- Maulidiyanti in 2025
- Born: 13 September 1992 (age 34) Bogor, West Java, Indonesia
- Education: Parahyangan Catholic University
- Occupation: Human rights activist
- Years active: 2015–present
- Employer: Commission for Missing Persons and Victims of Violence

= Fatia Maulidiyanti =

Indonesian human rights activist (born 1992)

Fatia Maulidiyanti (born 13 September 1992) is an Indonesian human rights activist. She was the coordinator of the Commission for Missing Persons and Victims of Violence between 2020 and 2023.

== Early life and education ==
Maulidiyanti was born in Bogor, West Java, Indonesia. She graduated from Parahyangan Catholic University in 2015 with a degree in international relations. While a student, Maulidiyanti was a 2014 alumna of the Sekolah Hak Asasi Manusia (lit. 'School of Human Rights'), a human rights training and education programme for young activists organised by the Commission for Missing Persons and Victims of Violence (Komisi untuk Orang Hilang dan Korban Tindak Kekerasan, KontraS).

== Activism ==

=== KontraS (2015–2023) ===
Maulidiyanti began her career at KontraS, first as a staff member and later as the head of its international advocacy division. On 29 June 2020, she succeeded Yati Andriyani as KontraS' coordinator. During Maulidiyanti's time at KontraS, she frequently worked on cases dealing with women's rights, land conflicts, and labour rights violations.

Maulidiyanti was one of the investigators into the presence of the Indonesian National Armed Forces in Intan Jaya Regency, Central Papua. On 16 August 2021, she was among the co-authors of a report, "Ekonomi-Politik Penempatan Militer di Papua" (lit. 'The Political Economy of Military Placement in Papua'), jointly published by KontraS, Yayasan Lembaga Bantuan Hukum Indonesia, LBH Papua, the Indonesian Forum for Environment, Walhi Papua, Pusaka Bentala Rakyat, Jaringan Advokasi Tambang, Greenpeace, and Trend Asia. The report found evidence of human rights abuses by the Indonesian army against civilians throughout various regions in Papua, linked to its handling of the Free Papua Movement, as well as military interests in mining companies such as Freeport Indonesia, Antam, and Toba Sejahtera.

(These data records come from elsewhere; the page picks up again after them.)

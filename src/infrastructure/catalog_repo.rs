use async_trait::async_trait;
use chrono::Utc;
use diesel::dsl::sql;
use diesel::prelude::*;
use diesel::sql_types::Integer;
use uuid::Uuid;

use crate::db::DbPool;
use crate::domain::catalog::{
    Category, CategoryInput, CategoryPatch, Product, ProductInput, ProductPatch,
};
use crate::domain::errors::DomainError;
use crate::domain::ports::{CategoryRepository, ProductRepository};
use crate::schema::{categories, products};

use super::blocking;
use super::models::{
    CategoryChangeset, CategoryRow, NewCategoryRow, NewProductRow, ProductChangeset, ProductRow,
};

// ── Products ─────────────────────────────────────────────────────────────────

pub struct DieselProductRepository {
    pool: DbPool,
}

impl DieselProductRepository {
    pub fn new(pool: DbPool) -> Self {
        Self { pool }
    }
}

#[async_trait]
impl ProductRepository for DieselProductRepository {
    async fn list(&self) -> Result<Vec<Product>, DomainError> {
        blocking(&self.pool, |conn| {
            let rows: Vec<ProductRow> = products::table
                .select(ProductRow::as_select())
                .order(products::created_at.asc())
                .load(conn)?;
            Ok(rows.into_iter().map(Product::from).collect())
        })
        .await
    }

    async fn find_by_id(&self, id: Uuid) -> Result<Option<Product>, DomainError> {
        blocking(&self.pool, move |conn| {
            let row: Option<ProductRow> = products::table
                .filter(products::id.eq(id))
                .select(ProductRow::as_select())
                .first(conn)
                .optional()?;
            Ok(row.map(Product::from))
        })
        .await
    }

    async fn find_many(&self, ids: &[Uuid]) -> Result<Vec<Product>, DomainError> {
        if ids.is_empty() {
            return Ok(Vec::new());
        }
        let ids = ids.to_vec();
        blocking(&self.pool, move |conn| {
            let rows: Vec<ProductRow> = products::table
                .filter(products::id.eq_any(ids))
                .select(ProductRow::as_select())
                .load(conn)?;
            Ok(rows.into_iter().map(Product::from).collect())
        })
        .await
    }

    async fn create(&self, input: ProductInput) -> Result<Product, DomainError> {
        blocking(&self.pool, move |conn| {
            let row: ProductRow = diesel::insert_into(products::table)
                .values(&NewProductRow {
                    id: Uuid::new_v4(),
                    name: input.name,
                    description: input.description,
                    price: input.price,
                    stock: input.stock,
                    image_url: input.image_url,
                    category_id: input.category_id,
                })
                .returning(ProductRow::as_returning())
                .get_result(conn)?;
            Ok(row.into())
        })
        .await
    }

    async fn update(&self, id: Uuid, patch: ProductPatch) -> Result<Product, DomainError> {
        blocking(&self.pool, move |conn| {
            let row: Option<ProductRow> = diesel::update(products::table.filter(products::id.eq(id)))
                .set(ProductChangeset::from(patch))
                .returning(ProductRow::as_returning())
                .get_result(conn)
                .optional()?;
            row.map(Product::from)
                .ok_or_else(|| DomainError::NotFound(format!("product {id}")))
        })
        .await
    }

    async fn delete(&self, id: Uuid) -> Result<(), DomainError> {
        blocking(&self.pool, move |conn| {
            diesel::delete(products::table.filter(products::id.eq(id))).execute(conn)?;
            Ok(())
        })
        .await
    }

    async fn adjust_stock(&self, id: Uuid, delta: i32) -> Result<(), DomainError> {
        blocking(&self.pool, move |conn| {
            // Stock never drops below zero.
            let updated = diesel::update(products::table.filter(products::id.eq(id)))
                .set((
                    products::stock.eq(sql::<Integer>("GREATEST(stock + ")
                        .bind::<Integer, _>(delta)
                        .sql(", 0)")),
                    products::updated_at.eq(Utc::now()),
                ))
                .execute(conn)?;
            if updated == 0 {
                return Err(DomainError::NotFound(format!("product {id}")));
            }
            Ok(())
        })
        .await
    }
}

// ── Categories ───────────────────────────────────────────────────────────────

pub struct DieselCategoryRepository {
    pool: DbPool,
}

impl DieselCategoryRepository {
    pub fn new(pool: DbPool) -> Self {
        Self { pool }
    }
}

#[async_trait]
impl CategoryRepository for DieselCategoryRepository {
    async fn list(&self) -> Result<Vec<Category>, DomainError> {
        blocking(&self.pool, |conn| {
            let rows: Vec<CategoryRow> = categories::table
                .select(CategoryRow::as_select())
                .order(categories::name.asc())
                .load(conn)?;
            Ok(rows.into_iter().map(Category::from).collect())
        })
        .await
    }

    async fn find_by_id(&self, id: Uuid) -> Result<Option<Category>, DomainError> {
        blocking(&self.pool, move |conn| {
            let row: Option<CategoryRow> = categories::table
                .filter(categories::id.eq(id))
                .select(CategoryRow::as_select())
                .first(conn)
                .optional()?;
            Ok(row.map(Category::from))
        })
        .await
    }

    async fn create(&self, input: CategoryInput) -> Result<Category, DomainError> {
        blocking(&self.pool, move |conn| {
            let row: CategoryRow = diesel::insert_into(categories::table)
                .values(&NewCategoryRow {
                    id: Uuid::new_v4(),
                    name: input.name,
                    description: input.description,
                    image_url: input.image_url,
                })
                .returning(CategoryRow::as_returning())
                .get_result(conn)?;
            Ok(row.into())
        })
        .await
    }

    async fn update(&self, id: Uuid, patch: CategoryPatch) -> Result<Category, DomainError> {
        blocking(&self.pool, move |conn| {
            let row: Option<CategoryRow> = diesel::update(categories::table.filter(categories::id.eq(id)))
                .set(CategoryChangeset::from(patch))
                .returning(CategoryRow::as_returning())
                .get_result(conn)
                .optional()?;
            row.map(Category::from)
                .ok_or_else(|| DomainError::NotFound(format!("category {id}")))
        })
        .await
    }

    async fn delete(&self, id: Uuid) -> Result<(), DomainError> {
        blocking(&self.pool, move |conn| {
            diesel::delete(categories::table.filter(categories::id.eq(id))).execute(conn)?;
            Ok(())
        })
        .await
    }
}
use actix_web::http::StatusCode;
use actix_web::HttpResponse;
use thiserror::Error;

use crate::application::cart_engine::CartError;
use crate::application::checkout_service::CheckoutError;
use crate::domain::errors::DomainError;

#[derive(Debug, Error)]
pub enum AppError {
    #[error("{0}")]
    BadRequest(String),

    #[error("Not found: {0}")]
    NotFound(String),

    #[error("{0}")]
    Conflict(String),

    #[error("Unauthorized")]
    Unauthorized,

    #[error("Service unavailable: {0}")]
    Unavailable(String),

    #[error("Internal error: {0}")]
    Internal(String),
}

impl From<DomainError> for AppError {
    fn from(e: DomainError) -> Self {
        match e {
            DomainError::ValidationFailed(msg) => AppError::BadRequest(msg),
            DomainError::NotFound(what) => AppError::NotFound(what),
            DomainError::Conflict(msg) => AppError::Conflict(msg),
            DomainError::RemoteUnavailable(msg) => AppError::Unavailable(msg),
            DomainError::Unauthorized => AppError::Unauthorized,
        }
    }
}

/// Keeps the status of the underlying failure but reports the cart
/// operation's fixed message.
impl From<CartError> for AppError {
    fn from(e: CartError) -> Self {
        let message = e.to_string();
        match e.source {
            DomainError::ValidationFailed(_) => AppError::BadRequest(message),
            DomainError::NotFound(_) => AppError::NotFound(message),
            DomainError::Conflict(_) => AppError::Conflict(message),
            DomainError::RemoteUnavailable(_) => AppError::Unavailable(message),
            DomainError::Unauthorized => AppError::Unauthorized,
        }
    }
}

impl From<CheckoutError> for AppError {
    fn from(e: CheckoutError) -> Self {
        match e {
            CheckoutError::Domain(e) => e.into(),
            CheckoutError::Cart(e) => e.into(),
        }
    }
}

impl actix_web::ResponseError for AppError {
    fn status_code(&self) -> StatusCode {
        match self {
            AppError::BadRequest(_) => StatusCode::BAD_REQUEST,
            AppError::NotFound(_) => StatusCode::NOT_FOUND,
            AppError::Conflict(_) => StatusCode::CONFLICT,
            AppError::Unauthorized => StatusCode::UNAUTHORIZED,
            AppError::Unavailable(_) => StatusCode::SERVICE_UNAVAILABLE,
            AppError::Internal(_) => StatusCode::INTERNAL_SERVER_ERROR,
        }
    }

    fn error_response(&self) -> HttpResponse {
        let message = match self {
            AppError::Unavailable(detail) => {
                log::warn!("remote store unavailable: {}", detail);
                "Service temporarily unavailable".to_string()
            }
            AppError::Internal(detail) => {
                log::error!("internal error: {}", detail);
                "Internal server error".to_string()
            }
            other => other.to_string(),
        };
        HttpResponse::build(self.status_code()).json(serde_json::json!({ "error": message }))
    }
}

#[cfg(test)]
mod tests {
    use super::*;
    use crate::application::cart_engine::CartOp;
    use actix_web::ResponseError;

    #[test]
    fn not_found_returns_404() {
        let resp = AppError::NotFound("product".into()).error_response();
        assert_eq!(resp.status(), StatusCode::NOT_FOUND);
    }

    #[test]
    fn internal_error_returns_500() {
        let err = AppError::Internal("something went wrong".to_string());
        assert_eq!(
            err.error_response().status(),
            StatusCode::INTERNAL_SERVER_ERROR
        );
    }

    #[test]
    fn not_found_display() {
        assert_eq!(
            AppError::NotFound("cart entry".into()).to_string(),
            "Not found: cart entry"
        );
    }

    #[test]
    fn domain_kinds_map_to_statuses() {
        let cases = [
            (DomainError::ValidationFailed("x".into()), StatusCode::BAD_REQUEST),
            (DomainError::NotFound("x".into()), StatusCode::NOT_FOUND),
            (DomainError::Conflict("x".into()), StatusCode::CONFLICT),
            (
                DomainError::RemoteUnavailable("x".into()),
                StatusCode::SERVICE_UNAVAILABLE,
            ),
            (DomainError::Unauthorized, StatusCode::UNAUTHORIZED),
        ];
        for (domain, status) in cases {
            assert_eq!(AppError::from(domain).status_code(), status);
        }
    }

    #[test]
    fn cart_error_keeps_status_and_operation_message() {
        let err: AppError = CartError {
            op: CartOp::Add,
            source: DomainError::Conflict("only 2 in stock".into()),
        }
        .into();
        assert_eq!(err.status_code(), StatusCode::CONFLICT);
        assert!(err.to_string().starts_with(CartOp::Add.failure_message()));
    }

    #[test]
    fn checkout_error_unwraps_domain_error() {
        let err: AppError =
            CheckoutError::Domain(DomainError::ValidationFailed("card".into())).into();
        assert!(matches!(err, AppError::BadRequest(_)));
    }
}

=== Subsequent activism (2023–present) ===
On 18 July 2023, Maulidiyanti was succeeded as coordinator of KontraS by Dimas Bagus Arya Saputra. Maulidiyanti went on to serve as vice president of the International Federation for Human Rights, remaining in post until October 2025. Since February 2025, she has worked as the Indonesia Focal Point for the Centre for Civil and Political Rights, in which she advocates for Indonesia to fulfil its obligations under the International Covenant on Civil and Political Rights.

== Criminal charges, trial and acquittal ==
On 20 August 2021, Maulidiyanti appeared on an episode of Haris Azhar's podcast in which she discussed the relationship between militarism in Papua and the mining industry, including the military backgrounds of local politicians and business leaders.

On 22 September 2022, Luhut Binsar Pandjaitan, a retired general and the then-Coordinating Minister of Maritime and Investment Affairs, reported Maulidiyanti and Azhar to the Greater Jakarta Metropolitan Regional Police under the Electronic Information and Transactions Law, alleging that they had disseminated information online that contained defamation and slander. Evidence cited against Maulidiyanti included her stating that Pandjaitan was "playing around in the mining sector" (bermain di dalam pertambangan-pertambangan) and she and Haris commenting on his affiliation with mining businesses in Intan Jaya. The charges against Maulidiyanti and Azhar were criticised as being "another blow to freedom of expression" in Indonesia by human rights groups.

On 8 January 2024, the East Jakarta District Court acquitted Maulidiyanti and Azhar of all charges. It ruled that their statements could not be considered fake news due to Pandjaitan being the beneficial owner of Toba Sejahtera.